Thursday, June 5, 2008

The boy who lived

May 29, 2008


H/l: Aaj ki raat mere dil ki salaami le le...

Intro: Short film made after Naushad Ali's death is a great story well told

Byline: Vrushali Lad


It's easy recounting a rags-to-riches story of an ambitious young man setting out into the world to realise his dreams against all odds. But filmmaker Buddhadeb Dasgupta didn't have it easy by any means – he was recounting a true story and the hero of his tale passed away just as research on his life was underway.


But Dasgupta persevered, and culling information from family collections, old associates, interviews and photographs, presented the journey of one of the greatest musicians of Hindi filmdom, in a fitting tribute to the boy who gave up all and won much more back. Dasgupta's 39-minute documentary film on the life and genius of musician Naushad Ali is sensitively put together in the Films Division-funded 'Naushad Ali – The Melody Continues'.

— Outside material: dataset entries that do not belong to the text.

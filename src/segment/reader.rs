//! The per-segment state machine.

use crate::config::{DecodeConfig, SizePolicy};
use crate::decoder::{DecodeContext, NodeReader, Registry};
use crate::model::{Node, NodeId, NodeRef, RefKind};
use crate::{Error, Result};

use super::framing::{self, Frame};
use super::{Defect, Segment, SegmentSource, SegmentStats};

/// Where a [`SegmentReader`] is in its life.
#[derive(Debug, Clone, Copy, PartialEq, Eq)]
pub enum Phase {
    Init,
    Indexing,
    Decoding(u32),
    Resolving,
    Done,
    /// A fatal error ended the segment.
    Failed,
}

/// Reads one [`SegmentSource`] into a [`Segment`].
pub struct SegmentReader {
    source: SegmentSource,
    registry: &'static Registry,
    size_policy: SizePolicy,
    strict_references: bool,
    phase: Phase,
    nodes: Vec<Node>,
    stats: SegmentStats,
    defects: Vec<Defect>,
}

impl SegmentReader {
    pub fn new(source: SegmentSource, config: &DecodeConfig) -> Self {
        let registry = source.kind.registry();
        Self {
            source,
            registry,
            size_policy: config.size_policy,
            strict_references: config.strict_references,
            phase: Phase::Init,
            nodes: Vec::new(),
            stats: SegmentStats::default(),
            defects: Vec::new(),
        }
    }

    /// Decode and resolve in one go, for a stream that does not reference
    /// other streams.
    pub fn read(source: SegmentSource, config: &DecodeConfig, ctx: &mut DecodeContext) -> Result<Segment> {
        let mut reader = Self::new(source, config);
        reader.decode(ctx)?;
        reader.resolve()
    }

    pub fn name(&self) -> &str { &self.source.name }

    pub fn phase(&self) -> Phase { self.phase }

    pub fn stats(&self) -> &SegmentStats { &self.stats }

    fn enter(&mut self, phase: Phase) {
        if !matches!(phase, Phase::Decoding(_)) {
            tracing::debug!(stream = %self.source.name, from = ?self.phase, to = ?phase, "segment phase");
        }
        self.phase = phase;
    }

    /// Indexing and Decoding. Leaves references unresolved.
    pub fn decode(&mut self, ctx: &mut DecodeContext) -> Result<()> {
        self.enter(Phase::Indexing);
        let frames = framing::index_records(&self.source.name, &self.source.bytes, &self.source.types, self.registry)
            .inspect_err(|_| self.phase = Phase::Failed)?;

        self.nodes.reserve(frames.len());
        for (i, frame) in frames.iter().enumerate() {
            let index = i as u32;
            self.enter(Phase::Decoding(index));
            match self.decode_node(index, frame, ctx) {
                Ok(node) => self.nodes.push(node),
                Err(e) => {
                    self.phase = Phase::Failed;
                    return Err(e);
                }
            }
        }
        tracing::debug!(
            stream = %self.source.name,
            nodes = self.nodes.len(),
            decoded = self.stats.decoded,
            ignored = self.stats.ignored,
            size_mismatched = self.stats.size_mismatched,
            "segment decoded"
        );
        Ok(())
    }

    fn decode_node(&mut self, index: u32, frame: &Frame, ctx: &mut DecodeContext) -> Result<Node> {
        let mut node = Node::new(NodeId(index), frame.type_id, frame.range);
        if frame.declared.is_some() {
            self.stats.self_corrected += 1;
        }

        let Some(decoder) = self.registry.lookup(frame.type_id) else {
            tracing::trace!(stream = %self.source.name, node = %node.id, type_id = %frame.type_id, "no decoder, ignored");
            self.stats.ignored += 1;
            return Ok(node);
        };

        let data = &self.source.bytes[frame.range.offset..frame.range.end()];
        let consumed = {
            let mut r = NodeReader::new(data, &mut node, ctx);
            decoder(&mut r).map_err(|e| e.at_node(&self.source.name, index))?;
            r.position()
        };
        node.decoded = true;
        self.stats.decoded += 1;

        let declared = frame.range.len;
        if consumed != declared {
            if self.size_policy == SizePolicy::Strict {
                return Err(Error::SizeMismatch { stream: self.source.name.clone(), index, declared, consumed });
            }
            tracing::warn!(
                stream = %self.source.name,
                node = %node.id,
                type_id = %node.label(),
                declared,
                consumed,
                "record size mismatch"
            );
            self.stats.size_mismatched += 1;
            self.defects.push(Defect { node: node.id, declared, consumed });
        }
        Ok(node)
    }

    /// Resolving: point every reference at its node. Consumes the reader
    /// and hands over the finished segment.
    pub fn resolve(mut self) -> Result<Segment> {
        self.enter(Phase::Resolving);
        let count = self.nodes.len();
        let stream = self.source.name.clone();
        let strict = self.strict_references;
        let mut nulled = 0;

        for node in &mut self.nodes {
            let index = node.id.0;
            let mut dangling = None;
            // Child refs are mirrored from the attributes into `children`;
            // only the `children` copy is counted.
            let mut link = |r: &mut NodeRef, mirrored: bool| {
                if (r.index as usize) < count {
                    r.target = Some(NodeId(r.index));
                    return;
                }
                r.target = None;
                if mirrored {
                    return;
                }
                if strict && r.kind != RefKind::Cross {
                    dangling.get_or_insert(r.index);
                } else {
                    tracing::debug!(stream = %stream, node = index, target = r.index, kind = ?r.kind, "nulled dangling reference");
                    nulled += 1;
                }
            };

            if let Some(parent) = node.parent.as_mut() {
                link(parent, false);
            }
            for child in &mut node.children {
                link(child, false);
            }
            for value in node.attributes.values_mut() {
                value.for_each_ref_mut(&mut |r: &mut NodeRef| {
                    let mirrored = r.kind == RefKind::Child;
                    link(r, mirrored)
                });
            }

            if let Some(target) = dangling {
                self.phase = Phase::Failed;
                return Err(Error::UnresolvedReference { stream, index, target });
            }
        }

        self.stats.nulled_refs = nulled;
        self.enter(Phase::Done);
        Ok(Segment {
            name: self.source.name,
            kind: self.source.kind,
            nodes: self.nodes,
            stats: self.stats,
            defects: self.defects,
            data: self.source.bytes,
        })
    }
}

impl std::fmt::Debug for SegmentReader {
    fn fmt(&self, f: &mut std::fmt::Formatter<'_>) -> std::fmt::Result {
        f.debug_struct("SegmentReader")
            .field("stream", &self.source.name)
            .field("kind", &self.source.kind)
            .field("phase", &self.phase)
            .field("nodes", &self.nodes.len())
            .finish()
    }
}

#[cfg(test)]
mod tests {
    use super::*;
    use crate::model::{ByteRange, NodeRef, TypeId, Value};
    use crate::segment::SegmentKind;
    use pretty_assertions::assert_eq;
    use uuid::Uuid;

    const CROSS_HOLDER: u32 = 0x9087_4D18;

    fn uuid(key: u32) -> Option<Uuid> {
        Some(Uuid::from_fields(key, 0, 0, &[0; 8]))
    }

    fn record(buf: &mut Vec<u8>, slot: u8, payload: &[u8]) {
        let size = payload.len() as u32;
        buf.extend_from_slice(&size.to_le_bytes());
        buf.extend_from_slice(&[slot, 0, 0, 0]);
        buf.extend_from_slice(payload);
        buf.extend_from_slice(&size.to_le_bytes());
    }

    fn reader(bytes: Vec<u8>, config: &DecodeConfig) -> SegmentReader {
        SegmentReader::new(SegmentSource::new("DC", SegmentKind::Dc, bytes, [None, uuid(0x1234_5678)]), config)
    }

    #[test]
    fn test_unknown_records_are_ignored() {
        let mut buf = Vec::new();
        record(&mut buf, 0, &[1, 2, 3, 4]);
        record(&mut buf, 1, &[5; 7]);
        let config = DecodeConfig::for_version(2019);
        let mut ctx = DecodeContext::new(&config);
        let seg = SegmentReader::read(
            SegmentSource::new("DC", SegmentKind::Dc, buf, [None, uuid(0x1234_5678)]),
            &config,
            &mut ctx,
        )
        .unwrap();
        assert_eq!(seg.len(), 2);
        assert_eq!(seg.stats.ignored, 2);
        let n = seg.node(NodeId(1)).unwrap();
        assert_eq!(n.type_id, TypeId(0x1234_5678));
        assert!(!n.decoded);
        assert!(n.attributes.is_empty());
        assert_eq!(seg.payload(NodeId(1)), Some(&[5u8; 7][..]));
    }

    #[test]
    fn test_phases() {
        let mut buf = Vec::new();
        record(&mut buf, 0, &[]);
        let config = DecodeConfig::default();
        let mut r = reader(buf, &config);
        assert_eq!(r.phase(), Phase::Init);
        r.decode(&mut DecodeContext::new(&config)).unwrap();
        assert_eq!(r.phase(), Phase::Decoding(0));
        let seg = r.resolve().unwrap();
        assert_eq!(seg.len(), 1);
    }

    #[test]
    fn test_framing_failure_marks_failed() {
        let config = DecodeConfig::default();
        let mut r = reader(vec![9, 0, 0, 0, 0, 0, 0, 0], &config);
        assert!(r.decode(&mut DecodeContext::new(&config)).is_err());
        assert_eq!(r.phase(), Phase::Failed);
    }

    fn with_refs(parent: u32, cross: u32) -> SegmentReader {
        let mut r = reader(Vec::new(), &DecodeConfig { strict_references: true, ..DecodeConfig::default() });
        let mut node = Node::new(NodeId(0), TypeId(CROSS_HOLDER), ByteRange { offset: 0, len: 0 }).with_attribute(
            "xref",
            Value::Array(vec![NodeRef::new(RefKind::Cross, cross, false).into()]),
        );
        node.parent = Some(NodeRef::new(RefKind::Parent, parent, false));
        r.nodes = vec![node, Node::new(NodeId(1), TypeId(0), ByteRange { offset: 0, len: 0 })];
        r
    }

    #[test]
    fn test_cross_refs_are_nulled_even_when_strict() {
        let seg = with_refs(1, 40).resolve().unwrap();
        let node = seg.node(NodeId(0)).unwrap();
        assert_eq!(node.parent.unwrap().target, Some(NodeId(1)));
        let xref = node.get("xref").unwrap().as_array().unwrap()[0].as_node_ref().copied().unwrap();
        assert_eq!(xref.target, None);
        assert_eq!(seg.stats.nulled_refs, 1);
    }

    #[test]
    fn test_strict_dangling_parent() {
        let err = with_refs(9, 1).resolve().unwrap_err();
        assert!(matches!(err, Error::UnresolvedReference { index: 0, target: 9, .. }));
        assert!(!err.aborts_import());
    }

    #[test]
    fn test_dangling_child_counted_once() {
        let mut r = reader(Vec::new(), &DecodeConfig::default());
        let label = NodeRef::new(RefKind::Child, 40, false);
        let mut node = Node::new(NodeId(0), TypeId(CROSS_HOLDER), ByteRange { offset: 0, len: 0 })
            .with_attribute("label", label);
        node.children.push(label);
        r.nodes = vec![node];

        let seg = r.resolve().unwrap();
        let node = seg.node(NodeId(0)).unwrap();
        assert_eq!(node.children[0].target, None);
        assert_eq!(node.get("label").unwrap().as_node_ref().unwrap().target, None);
        assert_eq!(seg.stats.nulled_refs, 1);
    }
}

Naushad's story began in true filmi fashion: as a boy, he loved Hindi film music so much that he would regularly skip school to catch movies at a local theatre in Lucknow. Later his father told him to choose between music and his family. Naushad chose music and moved to Mumbai, never to return to his ancestral home in Lucknow but to remember his grandmother and the trees and houses of his childhood till his dying days.


This beginning leads into an absorbing story told through Dasgupta's eyes, as he chronicles the rise and rise of Hindi film music's enfant terrible Naushad Ali. The story within the story is that the film, screened this week by Films Division at Cuffe Parade, almost didn't get made.


Dasgupta almost shelved his work after Naushad died in year 2006. "I had started work on it just a few days before he was hospitalised in April 2006. I thought I would continue with it once he was discharged. But he didn't make it and I wondered how I could make a film about his life if he wasn't there on camera and to guide me as the work progressed," the Bengali filmmaker and National Awardee says.


"Then I internalised the idea that Naushad Ali would never die. I started afresh." The film initially seems dull since there are no family members on camera to describe Naushad's early life. But five minutes into the narration, the film picks up pace and comes to life when Dasgupta presents Naushad in Naushad's own words.


Most people forgot Naushad's second death anniversary this year. Dasgupta's film becomes especially precious for this reason, since it presents a picture of the composer in an impish yet sensitive manner.


For instance, in an early video clip, Naushad describes how his mother wrote to him in the 1950s, telling him that she had selected a bride for him but had told her family that the groom was a tailor in Mumbai. "When she wrote to me, I agreed to be a 'tailor' just to placate her. By then I had already scored the music for a few films and it was popular. And during the wedding, I was tickled to find that the band kept playing numbers from my films – my family finally realised that the tailor was famous!"


Another clip shows an old Naushad at his plush bungalow Aashiyana at Bandra's Carter Road, singing melodiously with family members while playing the harmonium. Dasgupta says, "Apart from being a great musician, he was a great singer and he lived constantly in the world of music. But he had other unusual interests. For instance, do you know that he was a keen fishermen and hunter? Till he died, he was President of the Maharashtra State Angling Association."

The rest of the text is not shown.